Community Health, Hilton Worldwide megadeals lead $4.7 billion session, year’s busiest; healthcare names sink

By Paul Deckelman and Paul A. Harris

New York, March 7 – The high-yield primary market had its heaviest one-day total of new issuance for the year so far on Tuesday, with some $4.7 billion of new U.S. dollar-denominated and fully junk-rated paper being priced by five issuers in a total of six tranches, junk-bond syndicate sources said.

That topped the $4.26 billion of such paper from domestic or industrialized-country borrowers that had gotten done in seven tranches on Jan. 12, according to data compiled by Prospect News, and in fact was the biggest one-day issuance total since last June.

All of the day’s issuance came in opportunistically timed and quickly shopped drive-by offerings, the sources said.

The big deal of the day came from hospital operator Community Health Systems Inc. – a sharply upsized $2.2 billion of six-year secured notes.

Hospitality provider Hilton Worldwide Holdings Inc. brought a $1.5 billion two-part offering to market, consisting of eight-year and 10-year paper.

Energy company Crestwood Equity Partners LP did $500 million of eight-year notes via a subsidiary.

A pair of $250 million deals rounded out the day’s pricing parade – a tranche of eight-year senior notes from builder Beazer Homes USA, Inc. and an issue of 10-year subordinated notes from car retailer Sonic Automotive, Inc.

Secondary market traders saw brisk activity in the new Community Health, Crestwood, Beazer and Sonic credits.

They also saw a fair amount of action in existing Community Health paper, which retreated on a combination of news about the big new deal, as well as generalized weakness in the healthcare sector as the market digested the news of the Republican congressional rollout of a plan aimed at eliminating some portions of the existing Obamacare legislation.

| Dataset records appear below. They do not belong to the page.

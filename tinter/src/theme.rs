use iced::theme::Palette;
use iced::{Color, Theme};
use tinter_color::{HexColor, Rgb};

const fn hex(r: u8, g: u8, b: u8) -> HexColor {
    HexColor::from_rgb(Rgb::new(r, g, b))
}

/// Application chrome colors.
#[derive(Debug, Clone)]
pub(crate) struct ColorPalette {
    pub(crate) foreground: HexColor,
    pub(crate) background: HexColor,
    pub(crate) overlay: HexColor,
    pub(crate) border: HexColor,
    pub(crate) blue: HexColor,
    pub(crate) dim_blue: HexColor,
    pub(crate) green: HexColor,
    pub(crate) red: HexColor,
    pub(crate) yellow: HexColor,
    pub(crate) dim_foreground: HexColor,
    pub(crate) dim_black: HexColor,
}

impl Default for ColorPalette {
    fn default() -> Self {
        Self {
            foreground: hex(0xe5, 0xe7, 0xeb),
            background: hex(0x0f, 0x17, 0x2a),
            overlay: hex(0x1e, 0x29, 0x3b),
            border: hex(0x33, 0x41, 0x55),
            blue: hex(0x3b, 0x82, 0xf6),
            dim_blue: hex(0x25, 0x63, 0xeb),
            green: hex(0x22, 0xc5, 0x5e),
            red: hex(0xef, 0x44, 0x44),
            yellow: hex(0xea, 0xb3, 0x08),
            dim_foreground: hex(0x94, 0xa3, 0xb8),
            dim_black: hex(0x02, 0x06, 0x17),
        }
    }
}

#[derive(Debug, Clone)]
pub(crate) struct IcedColorPalette {
    pub(crate) foreground: Color,
    pub(crate) background: Color,
    pub(crate) overlay: Color,
    pub(crate) border: Color,
    pub(crate) blue: Color,
    pub(crate) dim_blue: Color,
    pub(crate) green: Color,
    pub(crate) red: Color,
    pub(crate) yellow: Color,
    pub(crate) dim_foreground: Color,
    pub(crate) dim_black: Color,
}

impl From<&ColorPalette> for IcedColorPalette {
    fn from(p: &ColorPalette) -> Self {
        Self {
            foreground: iced_color(p.foreground),
            background: iced_color(p.background),
            overlay: iced_color(p.overlay),
            border: iced_color(p.border),
            blue: iced_color(p.blue),
            dim_blue: iced_color(p.dim_blue),
            green: iced_color(p.green),
            red: iced_color(p.red),
            yellow: iced_color(p.yellow),
            dim_foreground: iced_color(p.dim_foreground),
            dim_black: iced_color(p.dim_black),
        }
    }
}

/// Convert a parsed color into an iced color.
pub(crate) fn iced_color(color: HexColor) -> Color {
    let Rgb { r, g, b } = color.rgb();
    Color::from_rgb8(r, g, b)
}

/// Global application theme.
#[derive(Debug, Clone)]
pub(crate) struct AppTheme {
    id: String,
    iced_palette: IcedColorPalette,
}

impl Default for AppTheme {
    fn default() -> Self {
        Self {
            id: String::from("tinter-dark"),
            iced_palette: IcedColorPalette::from(&ColorPalette::default()),
        }
    }
}

impl From<&AppTheme> for Theme {
    fn from(value: &AppTheme) -> Self {
        let palette = &value.iced_palette;
        let palette = Palette {
            background: palette.background,
            text: palette.foreground,
            primary: palette.blue,
            success: palette.green,
            danger: palette.red,
            warning: palette.yellow,
        };

        Theme::custom(value.id.clone(), palette)
    }
}

impl AppTheme {
    pub(crate) fn iced_palette(&self) -> &IcedColorPalette {
        &self.iced_palette
    }
}

/// Theme props passed from the app down to widget views.
#[derive(Debug, Clone, Copy)]
pub(crate) struct ThemeProps<'a> {
    pub(crate) theme: &'a AppTheme,
}

impl<'a> ThemeProps<'a> {
    pub(crate) fn new(theme: &'a AppTheme) -> Self {
        Self { theme }
    }
}

/// Owns the current global theme.
#[derive(Debug, Clone, Default)]
pub(crate) struct ThemeManager {
    current: AppTheme,
}

impl ThemeManager {
    pub(crate) fn new() -> Self {
        Self::default()
    }

    pub(crate) fn current(&self) -> &AppTheme {
        &self.current
    }

    pub(crate) fn iced_theme(&self) -> Theme {
        Theme::from(&self.current)
    }
}
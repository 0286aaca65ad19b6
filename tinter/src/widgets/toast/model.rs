use std::time::Duration;

/// How long a message stays on screen.
pub(crate) const TOAST_DURATION: Duration = Duration::from_millis(1200);

const BLOCKED_MESSAGE: &str = "Clipboard blocked";

#[derive(Debug, Clone, Copy, PartialEq, Eq)]
pub(crate) enum ToastTone {
    Success,
    Failure,
}

/// A message shown by the toast.
#[derive(Debug, Clone, PartialEq, Eq)]
pub(crate) struct ToastMessage {
    text: String,
    tone: ToastTone,
}

impl ToastMessage {
    pub(crate) fn copied(value: &str) -> Self {
        Self {
            text: format!("Copied {value}"),
            tone: ToastTone::Success,
        }
    }

    pub(crate) fn blocked() -> Self {
        Self {
            text: String::from(BLOCKED_MESSAGE),
            tone: ToastTone::Failure,
        }
    }

    pub(crate) fn text(&self) -> &str {
        &self.text
    }

    pub(crate) fn tone(&self) -> ToastTone {
        self.tone
    }
}

/// Read-only view model for the toast banner.
#[derive(Debug, Clone, Copy)]
pub(crate) struct ToastViewModel<'a> {
    pub(crate) message: Option<&'a ToastMessage>,
}
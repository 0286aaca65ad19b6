use thiserror::Error;

/// Errors emitted while parsing a hex color.
#[derive(Debug, Clone, PartialEq, Eq, Error)]
pub enum ColorError {
    /// The color body (without `#`) was not exactly six characters long.
    #[error("expected 6 hex digits, got {len} characters")]
    Length { len: usize },
    /// The color body contained a character outside `[0-9a-fA-F]`.
    #[error("invalid hex digit {ch:?}")]
    Digit { ch: char },
}
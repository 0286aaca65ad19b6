use iced::Task;

use super::{App, AppEvent};
use crate::routers;

/// Thin dispatch: route each event to its owning router.
pub(super) fn update(app: &mut App, event: AppEvent) -> Task<AppEvent> {
    match event {
        AppEvent::IcedReady => routers::picker::apply_initial_input(app),
        // Picker widget
        AppEvent::PickerUi(event) => routers::picker::route_event(app, event),
        AppEvent::PickerEffect(effect) => {
            routers::picker::route_effect(app, effect)
        },
        // Palette widget
        AppEvent::PaletteUi(event) => {
            routers::palette::route_event(app, event)
        },
        AppEvent::PaletteEffect(effect) => {
            routers::palette::route_effect(app, effect)
        },
        // Toast widget
        AppEvent::ToastUi(event) => routers::toast::route_event(app, event),
        AppEvent::ToastEffect(effect) => {
            routers::toast::route_effect(app, effect)
        },
    }
}
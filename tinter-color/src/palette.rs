use crate::contrast::text_color_for;
use crate::errors::ColorError;
use crate::hex::HexColor;
use crate::names::nearest_name;

pub const STEP_COUNT: usize = 10;

/// One tier of the ramp: its label and the blend offset that derives it.
#[derive(Debug, Clone, Copy, PartialEq)]
pub struct ShadeStep {
    pub label: u16,
    pub offset: f64,
}

/// Ramp tiers from lightest to darkest. Offsets stay within `[-1, 1]`,
/// which [`crate::Rgb::shade`] relies on.
pub const SHADE_STEPS: [ShadeStep; STEP_COUNT] = [
    ShadeStep { label: 50, offset: 0.92 },
    ShadeStep { label: 100, offset: 0.78 },
    ShadeStep { label: 200, offset: 0.58 },
    ShadeStep { label: 300, offset: 0.35 },
    ShadeStep { label: 400, offset: 0.18 },
    ShadeStep { label: 500, offset: 0.0 },
    ShadeStep { label: 600, offset: -0.12 },
    ShadeStep { label: 700, offset: -0.28 },
    ShadeStep { label: 800, offset: -0.42 },
    ShadeStep { label: 900, offset: -0.56 },
];

/// A single derived color of a palette.
#[derive(Debug, Clone, Copy, PartialEq, Eq)]
pub struct Swatch {
    pub step: u16,
    pub color: HexColor,
    pub text_color: HexColor,
}

impl Swatch {
    fn derive(base: HexColor, step: ShadeStep) -> Self {
        let rgb = base.rgb().shade(step.offset);
        Self {
            step: step.label,
            color: HexColor::from_rgb(rgb),
            text_color: text_color_for(rgb),
        }
    }

    pub fn label(&self) -> String {
        self.step.to_string()
    }

    /// Text copied when the swatch is picked.
    pub fn clipboard_text(&self) -> String {
        self.color.to_uppercase()
    }
}

/// Ten-step tint/shade ramp derived from one base color.
#[derive(Debug, Clone, PartialEq, Eq)]
pub struct Palette {
    base: HexColor,
    name: &'static str,
    swatches: [Swatch; STEP_COUNT],
}

impl Palette {
    pub fn from_color(base: HexColor) -> Self {
        Self {
            base,
            name: nearest_name(base.rgb()),
            swatches: SHADE_STEPS.map(|step| Swatch::derive(base, step)),
        }
    }

    /// Normalize `input` and derive its palette.
    pub fn build(input: &str) -> Result<Self, ColorError> {
        HexColor::normalize(input).map(Self::from_color)
    }

    pub fn base(&self) -> HexColor {
        self.base
    }

    /// Name of the hue family closest to the base color.
    pub fn name(&self) -> &'static str {
        self.name
    }

    pub fn title(&self) -> String {
        format!("{} palette", self.name)
    }

    pub fn swatches(&self) -> &[Swatch] {
        &self.swatches
    }

    /// Swatch with the given step label.
    pub fn swatch(&self, step: u16) -> Option<&Swatch> {
        self.swatches.iter().find(|swatch| swatch.step == step)
    }
}

#[cfg(test)]
mod tests {
    use super::*;
    use crate::contrast::{DARK_TEXT, LIGHT_TEXT};

    #[test]
    fn step_offsets_stay_in_shade_range() {
        for step in SHADE_STEPS {
            assert!((-1.0..=1.0).contains(&step.offset), "{step:?}");
        }
    }

    #[test]
    fn blue_base_builds_the_expected_ramp() {
        let palette = Palette::build("#3b82f6").expect("valid base");

        let labels: Vec<u16> =
            palette.swatches().iter().map(|s| s.step).collect();
        assert_eq!(labels, [50, 100, 200, 300, 400, 500, 600, 700, 800, 900]);
        assert_eq!(palette.name(), "Blue");
        assert_eq!(palette.title(), "Blue palette");

        let colors: Vec<String> = palette
            .swatches()
            .iter()
            .map(|s| s.color.to_string())
            .collect();
        assert_eq!(
            colors,
            [
                "#eff5fe", "#d4e4fd", "#adcbfb", "#80aef9", "#5e99f8",
                "#3b82f6", "#3472d8", "#2a5eb1", "#224b8f", "#1a396c",
            ]
        );
    }

    #[test]
    fn step_500_is_the_base_color() {
        let palette = Palette::build("  3B82F6 ").expect("valid base");
        let middle = palette.swatch(500).expect("500 step exists");
        assert_eq!(middle.color, palette.base());
        assert_eq!(middle.clipboard_text(), "#3B82F6");
    }

    #[test]
    fn swatches_carry_contrast_colors() {
        let palette = Palette::build("#3b82f6").expect("valid base");
        let text: Vec<HexColor> =
            palette.swatches().iter().map(|s| s.text_color).collect();

        assert_eq!(&text[..5], &[DARK_TEXT; 5]);
        assert_eq!(&text[5..], &[LIGHT_TEXT; 5]);
    }

    #[test]
    fn invalid_base_is_rejected() {
        assert_eq!(Palette::build("zzz"), Err(ColorError::Length { len: 3 }));
    }

    #[test]
    fn unknown_step_is_absent() {
        let palette = Palette::build("#000000").expect("valid base");
        assert!(palette.swatch(550).is_none());
        let darkest = palette.swatch(900).map(Swatch::label);
        assert_eq!(darkest.as_deref(), Some("900"));
    }
}
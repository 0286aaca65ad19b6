pub(crate) mod command;
pub(crate) mod event;
pub(crate) mod model;
pub(crate) mod reducer;
pub(crate) mod state;
pub(crate) mod view;

pub(crate) use command::PaletteCommand;
pub(crate) use event::{PaletteEffect, PaletteEvent};
use iced::Task;
use model::PaletteViewModel;
use state::PaletteState;

/// Palette widget: holds the ramp built from the current base color.
pub(crate) struct PaletteWidget {
    state: PaletteState,
}

impl PaletteWidget {
    pub(crate) fn new() -> Self {
        Self {
            state: PaletteState::default(),
        }
    }

    /// Reduce a command into state updates and effects.
    pub(crate) fn reduce(
        &mut self,
        command: PaletteCommand,
    ) -> Task<PaletteEffect> {
        reducer::reduce(&mut self.state, command)
    }

    pub(crate) fn vm(&self) -> PaletteViewModel<'_> {
        PaletteViewModel::new(self.state.palette())
    }

    /// Return read-only access to state for tests.
    #[cfg(test)]
    pub(crate) fn state(&self) -> &PaletteState {
        &self.state
    }
}
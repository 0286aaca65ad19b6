pub(crate) mod picker_bar;
#[path = "update.rs"]
mod update;
#[path = "view.rs"]
pub(crate) mod view;

use iced::{Element, Task, Theme};

use crate::config::ConfigData;
use crate::fonts::FontsConfig;
use crate::theme::ThemeManager;
use crate::widgets::Widgets;
use crate::widgets::palette::{PaletteEffect, PaletteEvent, PaletteWidget};
use crate::widgets::picker::{PickerEffect, PickerEvent, PickerWidget};
use crate::widgets::toast::{ToastEffect, ToastEvent, ToastWidget};

/// App-wide events that drive the root update loop.
#[derive(Debug, Clone)]
pub(crate) enum AppEvent {
    IcedReady,
    // Picker widget
    PickerUi(PickerEvent),
    PickerEffect(PickerEffect),
    // Palette widget
    PaletteUi(PaletteEvent),
    PaletteEffect(PaletteEffect),
    // Toast widget
    ToastUi(ToastEvent),
    ToastEffect(ToastEffect),
}

/// Root application state.
pub(crate) struct App {
    pub(crate) theme_manager: ThemeManager,
    pub(crate) fonts: FontsConfig,
    pub(crate) widgets: Widgets,
}

impl App {
    /// Initialize the application and return the first task.
    pub(crate) fn new(config: &ConfigData) -> (Self, Task<AppEvent>) {
        let app = Self::with_widgets(Widgets {
            picker: PickerWidget::new(config.initial_color().to_string()),
            palette: PaletteWidget::new(),
            toast: ToastWidget::new(),
        });

        (app, Task::done(AppEvent::IcedReady))
    }

    /// Build the app around a custom clipboard without scheduling startup.
    #[cfg(test)]
    pub(crate) fn with_clipboard(
        config: &ConfigData,
        clipboard: crate::widgets::toast::services::SharedClipboard,
    ) -> Self {
        Self::with_widgets(Widgets {
            picker: PickerWidget::new(config.initial_color().to_string()),
            palette: PaletteWidget::new(),
            toast: ToastWidget::with_clipboard(clipboard),
        })
    }

    fn with_widgets(widgets: Widgets) -> Self {
        Self {
            theme_manager: ThemeManager::new(),
            fonts: FontsConfig::default(),
            widgets,
        }
    }

    /// Return the window title.
    pub(crate) fn title(&self) -> String {
        format!("Tinter - {}", self.widgets.palette.vm().title)
    }

    /// Return the current iced theme.
    pub(crate) fn theme(&self) -> Theme {
        self.theme_manager.iced_theme()
    }

    /// Handle an incoming event.
    pub(crate) fn update(&mut self, event: AppEvent) -> Task<AppEvent> {
        update::update(self, event)
    }

    /// Render the root view.
    pub(crate) fn view(&self) -> Element<'_, AppEvent, Theme, iced::Renderer> {
        view::view(self)
    }
}
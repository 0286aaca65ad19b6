use iced::Task;
use tinter_color::HexColor;

use super::command::PickerCommand;
use super::event::PickerEffect;
use super::state::PickerState;

/// Reduce a picker command into state updates and effect tasks.
pub(crate) fn reduce(
    state: &mut PickerState,
    command: PickerCommand,
) -> Task<PickerEffect> {
    match command {
        PickerCommand::EditInput(value) => {
            state.set_input(value);
            Task::none()
        },
        PickerCommand::ApplyInput => {
            let raw = state.input().to_string();
            apply_raw(state, &raw)
        },
        PickerCommand::PickChannel { channel, value } => {
            let color = state.picked(channel, value);
            apply_color(state, color)
        },
        PickerCommand::Apply { raw } => apply_raw(state, &raw),
    }
}

fn apply_raw(state: &mut PickerState, raw: &str) -> Task<PickerEffect> {
    match HexColor::normalize(raw) {
        Ok(color) => apply_color(state, color),
        Err(err) => {
            log::debug!("ignoring color input {raw:?}: {err}");
            Task::none()
        },
    }
}

fn apply_color(
    state: &mut PickerState,
    color: HexColor,
) -> Task<PickerEffect> {
    state.apply(color);
    Task::done(PickerEffect::ColorApplied(color))
}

Community Health sector peer Tenet Healthcare Corp. and drugmaker Valeant Pharmaceuticals International Inc. were also among the losers.

Statistical market performance measures were lower across the board for a second consecutive session on Tuesday; they had turned southward on Monday, after having been mixed on Thursday and then again on Friday and higher all around last Wednesday.

CHS upsizes

Five issuers priced a combined six tranches of junk to raise a whopping $4.7 billion during the busy Tuesday session.

CHS/Community Health Systems priced an upsized $2.2 billion issue of six-year senior secured notes (Ba3/BB-) at par to yield 6¼%.

The issue size was increased from $1.75 billion.

The yield printed on top of yield talk in the 6¼% area.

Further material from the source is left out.